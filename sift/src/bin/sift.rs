//! Command-line front end for a sift document database.
//!
//! Usage:
//!     sift --db site.sqlite add --kind post --title "Pruning roses" --body "..."
//!     sift --db site.sqlite import documents.json
//!     sift --db site.sqlite search pruning roses --offset 10 --by-date
//!     sift --db site.sqlite clear-cache
//!
//! Set RUST_LOG=sift=debug to trace strategy fallback.

use anyhow::{Context, Result};
use clap::{Parser, Subcommand};
use sift::{assemble, Document, SearchEngine, SearchSettings, SortOrder, SqliteCache, SqliteStore};
use std::path::PathBuf;
use std::sync::Arc;
use std::time::Duration;
use tracing_subscriber::EnvFilter;

#[derive(Parser, Debug)]
#[command(author, version, about, long_about = None)]
struct Args {
    /// Path to the SQLite database (created if missing)
    #[arg(short, long, global = true, default_value = "sift.sqlite")]
    db: PathBuf,

    /// JSON settings file; defaults are used when omitted
    #[arg(short, long, global = true)]
    settings: Option<PathBuf>,

    #[command(subcommand)]
    command: Command,
}

#[derive(Subcommand, Debug)]
enum Command {
    /// Resolve one page of results for a query
    Search {
        #[arg(required = true, num_args = 1..)]
        query: Vec<String>,

        /// Zero-based offset of the first row
        #[arg(short, long, default_value_t = 0)]
        offset: i64,

        /// Page size (defaults to the configured limit)
        #[arg(short, long)]
        limit: Option<usize>,

        /// Newest first instead of most relevant first
        #[arg(long)]
        by_date: bool,

        /// Print the page as JSON
        #[arg(long)]
        json: bool,

        /// Per-call store timeout in seconds
        #[arg(long)]
        timeout: Option<u64>,
    },
    /// Add a single document
    Add {
        #[arg(short, long, default_value = "post")]
        kind: String,

        #[arg(short, long)]
        title: String,

        #[arg(short, long, default_value = "")]
        body: String,

        #[arg(long, default_value = "publish")]
        status: String,

        /// Publication time as a unix timestamp (defaults to now)
        #[arg(long)]
        published: Option<i64>,
    },
    /// Import a JSON array of documents
    Import { path: PathBuf },
    /// Drop every cached result
    ClearCache,
}

#[tokio::main]
async fn main() -> Result<()> {
    tracing_subscriber::fmt()
        .with_env_filter(EnvFilter::try_from_default_env().unwrap_or_else(|_| EnvFilter::new("sift=info")))
        .with_writer(std::io::stderr)
        .init();

    let args = Args::parse();

    let settings = match &args.settings {
        Some(path) => SearchSettings::from_file(path)
            .with_context(|| format!("Failed to load settings from {}", path.display()))?,
        None => SearchSettings::default(),
    };

    let store = SqliteStore::open(&args.db)
        .with_context(|| format!("Failed to open database {}", args.db.display()))?;
    let cache = Arc::new(SqliteCache::new(store.database()));
    let engine = SearchEngine::new(settings, Arc::new(store.clone()), Some(cache.clone()))
        .context("Invalid settings")?;

    match args.command {
        Command::Search { query, offset, limit, by_date, json, timeout } => {
            let query = query.join(" ");
            let order = if by_date { SortOrder::Date } else { SortOrder::Score };
            let engine = match timeout {
                Some(secs) => engine.with_options(sift::EngineOptions {
                    store_timeout: Duration::from_secs(secs),
                    ..Default::default()
                }),
                None => engine,
            };
            let page = engine.resolve(&query, offset, limit, order).await?;

            if json {
                println!("{}", serde_json::to_string_pretty(&page)?);
                return Ok(());
            }
            if page.is_empty_query() {
                println!("Please enter a search term.");
                return Ok(());
            }
            let Some((first, last)) = page.display_range() else {
                println!("No results for \"{}\".", page.search_query);
                return Ok(());
            };

            println!(
                "Results {} to {} of {} for \"{}\"",
                first, last, page.total_row_count, page.search_query
            );
            let rows = assemble(&page);
            let ids: Vec<i64> = rows.iter().map(|r| r.document_id).collect();
            let docs = store.fetch_documents_by_ids(&ids)?;
            for row in &rows {
                let title = docs
                    .iter()
                    .find(|doc| doc.id == Some(row.document_id))
                    .map_or("(deleted)", |doc| doc.title.as_str());
                println!("{:>4}. [{:>3}%] {} (#{})", row.position, row.relevance_percent(), title, row.document_id);
            }
            if let Some(next) = page.next_offset() {
                println!("More: --offset {}", next);
            }
        }
        Command::Add { kind, title, body, status, published } => {
            let mut doc = Document::new(kind, title, body).with_status(status);
            if let Some(ts) = published {
                doc = doc.published_at(ts);
            }
            let id = store.insert_document(&doc)?;
            let cleared = engine.clear_cache().await;
            println!("Added document #{} (cleared {} cached results)", id, cleared);
        }
        Command::Import { path } => {
            let raw = std::fs::read_to_string(&path)
                .with_context(|| format!("Failed to read {}", path.display()))?;
            let docs: Vec<Document> = serde_json::from_str(&raw).context("Expected a JSON array of documents")?;
            let ids = store.insert_documents(&docs)?;
            let cleared = engine.clear_cache().await;
            println!("Imported {} documents (cleared {} cached results)", ids.len(), cleared);
        }
        Command::ClearCache => {
            let cleared = engine.clear_cache().await;
            let purged = cache.purge_expired()?;
            println!("Cleared {} cached results ({} expired entries purged)", cleared, purged);
        }
    }

    Ok(())
}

★ ★ ★

After the last line, print all the entries once again, unchanged.

# [Your solution]
filename sift/src/bin/sift.rs
//! Command-line front end for a sift document database.
//!
//! Usage:
//!     sift --db site.sqlite add --kind post --title "Pruning roses" --body "..."
//!     sift --db site.sqlite import documents.json
//!     sift --db site.sqlite search pruning roses --offset 10 --by-date
//!     sift --db site.sqlite clear-cache
//!
//! Set RUST_LOG=sift=debug to trace strategy fallback.

use anyhow::{Context, Result};
use clap::{Parser, Subcommand};
use sift::{assemble, Document, SearchEngine, SearchSettings, SortOrder, SqliteCache, SqliteStore};
use std::path::PathBuf;
use std::sync::Arc;
use std::time::Duration;
use tracing_subscriber::EnvFilter;

#[derive(Parser, Debug)]
#[command(author, version, about, long_about = None)]
struct Args {
    /// Path to the SQLite database (created if missing)
    #[arg(short, long, global = true, default_value = "sift.sqlite")]
    db: PathBuf,

    /// JSON settings file; defaults are used when omitted
    #[arg(short, long, global = true)]
    settings: Option<PathBuf>,

    #[command(subcommand)]
    command: Command,
}

#[derive(Subcommand, Debug)]
enum Command {
    /// Resolve one page of results for a query
    Search {
        #[arg(required = true, num_args = 1..)]
        query: Vec<String>,

        /// Zero-based offset of the first row
        #[arg(short, long, default_value_t = 0)]
        offset: i64,

        /// Page size (defaults to the configured limit)
        #[arg(short, long)]
        limit: Option<usize>,

        /// Newest first instead of most relevant first
        #[arg(long)]
        by_date: bool,

        /// Print the page as JSON
        #[arg(long)]
        json: bool,

        /// Per-call store timeout in seconds
        #[arg(long)]
        timeout: Option<u64>,
    },
    /// Add a single document
    Add {
        #[arg(short, long, default_value = "post")]
        kind: String,

        #[arg(short, long)]
        title: String,

        #[arg(short, long, default_value = "")]
        body: String,

        #[arg(long, default_value = "publish")]
        status: String,

        /// Publication time as a unix timestamp (defaults to now)
        #[arg(long)]
        published: Option<i64>,
    },
    /// Import a JSON array of documents
    Import { path: PathBuf },
    /// Drop every cached result
    ClearCache,
}

#[tokio::main]
async fn main() -> Result<()> {
    tracing_subscriber::fmt()
        .with_env_filter(EnvFilter::try_from_default_env().unwrap_or_else(|_| EnvFilter::new("sift=info")))
        .with_writer(std::io::stderr)
        .init();

    let args = Args::parse();

    let settings = match &args.settings {
        Some(path) => SearchSettings::from_file(path)
            .with_context(|| format!("Failed to load settings from {}", path.display()))?,
        None => SearchSettings::default(),
    };

    let store = SqliteStore::open(&args.db)
        .with_context(|| format!("Failed to open database {}", args.db.display()))?;
    let cache = Arc::new(SqliteCache::new(store.database()));
    let engine = SearchEngine::new(settings, Arc::new(store.clone()), Some(cache.clone()))
        .context("Invalid settings")?;

    match args.command {
        Command::Search { query, offset, limit, by_date, json, timeout } => {
            let query = query.join(" ");
            let order = if by_date { SortOrder::Date } else { SortOrder::Score };
            let engine = match timeout {
                Some(secs) => engine.with_options(sift::EngineOptions {
                    store_timeout: Duration::from_secs(secs),
                    ..Default::default()
                }),
                None => engine,
            };
            let page = engine.resolve(&query, offset, limit, order).await?;

            if json {
                println!("{}", serde_json::to_string_pretty(&page)?);
                return Ok(());
            }
            if page.is_empty_query() {
                println!("Please enter a search term.");
                return Ok(());
            }
            let Some((first, last)) = page.display_range() else {
                println!("No results for \"{}\".", page.search_query);
                return Ok(());
            };

            println!(
                "Results {} to {} of {} for \"{}\"",
                first, last, page.total_row_count, page.search_query
            );
            let rows = assemble(&page);
            let ids: Vec<i64> = rows.iter().map(|r| r.document_id).collect();
            let docs = store.fetch_documents_by_ids(&ids)?;
            for row in &rows {
                let title = docs
                    .iter()
                    .find(|doc| doc.id == Some(row.document_id))
                    .map_or("(deleted)", |doc| doc.title.as_str());
                println!("{:>4}. [{:>3}%] {} (#{})", row.position, row.relevance_percent(), title, row.document_id);
            }
            if let Some(next) = page.next_offset() {
                println!("More: --offset {}", next);
            }
        }
        Command::Add { kind, title, body, status, published } => {
            let mut doc = Document::new(kind, title, body).with_status(status);
            if let Some(ts) = published {
                doc = doc.published_at(ts);
            }
            let id = store.insert_document(&doc)?;
            let cleared = engine.clear_cache().await;
            println!("Added document #{} (cleared {} cached results)", id, cleared);
        }
        Command::Import { path } => {
            let raw = std::fs::read_to_string(&path)
                .with_context(|| format!("Failed to read {}", path.display()))?;
            let docs: Vec<Document> = serde_json::from_str(&raw).context("Expected a JSON array of documents")?;
            let ids = store.insert_documents(&docs)?;
            let cleared = engine.clear_cache().await;
            println!("Imported {} documents (cleared {} cached results)", ids.len(), cleared);
        }
        Command::ClearCache => {
            let cleared = engine.clear_cache().await;
            let purged = cache.purge_expired()?;
            println!("Cleared {} cached results ({} expired entries purged)", cleared, purged);
        }
    }

    Ok(())
}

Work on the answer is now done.